Moreover, in Seplow v. Solil Management Corp , (15 Misc 3d 1138A [Sup. Court, NY County, 2007], the Court found that " [t]he City assumes no duty by the mere fact of planting the tree, and does not acquire a duty of care when the tree's roots cause the sidewalk flags to break or become uneven."

The clear unambiguous language of the New Sidewalk Law combined with the expressed purpose of the law as set forth in the legislative history established that the City Council intended to shift liability for sidewalk accidents away from the City to the abutting landowner. This Court previously determined that tree roots that may have caused damage to a sidewalk was not contemplated by the plain language of the New Sidewalk Law in Falco v. Jennings Hall Senior House Development Fund Inc., 19 Misc 3d 1107A, [Sup. Court Kings County, 2008]. Subsequent to this Courts decision in Falco, the Court of Appeals in Vucetovic v. Epsom Downs, Inc.,10 NY3d 517 [2008], considered whether tree wells should be considered an integral part of the sidewalk for purposes of the New Sidewalk Law such that a commercial property owner would be liable for injuries arising from a defective tree well. The Court of Appeals in Vucetovic stated that:

"Section 7-210 does not impose civil liability

on property owners for injuries that occur in city-

owned tree wells.
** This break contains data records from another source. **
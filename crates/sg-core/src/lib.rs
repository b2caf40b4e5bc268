//! `sg-core` — foundational types for the `solargrid` pricing pipeline.
//!
//! This crate is a dependency of every other `sg-*` crate.  It intentionally
//! has no `sg-*` dependencies and minimal external ones (only optional
//! `serde`).
//!
//! # What lives here
//!
//! | Module      | Contents                                  |
//! |-------------|-------------------------------------------|
//! | [`ids`]     | `CountryId`, `PanelId`                    |
//! | [`point`]   | `GridPoint`, Manhattan / truncated Euclid |
//! | [`cell`]    | `Cell` (position, altitude, country)      |
//!
//! # Feature flags
//!
//! | Flag    | Effect                                              |
//! |---------|-----------------------------------------------------|
//! | `serde` | Adds `Serialize`/`Deserialize` to all public types. |

pub mod cell;
pub mod ids;
pub mod point;


// ── Re-exports ────────────────────────────────────────────────────────────────

pub use cell::Cell;
pub use ids::{CountryId, PanelId};
pub use point::GridPoint;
In reaching this result, we are

guided by the principle that "legislative enactments in

derogation of common law, and especially those creating

liability where none previously existed," must be strictly

construed." (Citations omitted)

Here, the Court finds that Vucetovic does not provide any basis to impose liability upon the City where, as here, tree roots may have contributed to the defect in the sidewalk. As noted in Vucetovic the statute must be strictly construed so as not to create liability where none existed or contrary to the express purpose of the statute.
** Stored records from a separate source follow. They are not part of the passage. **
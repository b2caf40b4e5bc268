//! Routing-subsystem error type.

use thiserror::Error;

use sg_core::CountryId;

/// Errors produced by `sg-route`.
#[derive(Debug, Error)]
pub enum RouteError {
    #[error("{capitals} capitals but {neighbour_lists} neighbour lists")]
    CountMismatch {
        capitals: usize,
        neighbour_lists: usize,
    },

    #[error("neighbour list of {country} references unknown {neighbour}")]
    UnknownCountry {
        country: CountryId,
        neighbour: CountryId,
    },
}

pub type RouteResult<T> = Result<T, RouteError>;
Based on the foregoing, it is clear that under the New Sidewalk Law, when dealing with a non exempt property under §7-210, where the sidewalk may have been damaged by the tree roots of the curbside tree, the owners of the property abutting the defective sidewalk are responsible for remedying the condition and are liable for damages that may occur because of the defect. [*4]

Accordingly, the motion of the City of New York for summary judgment is granted and the Clerk of the Court is directed to dismiss the complaint and all cross-claims as against the City of New York only with prejudice. The Case is transferred to a non-City part.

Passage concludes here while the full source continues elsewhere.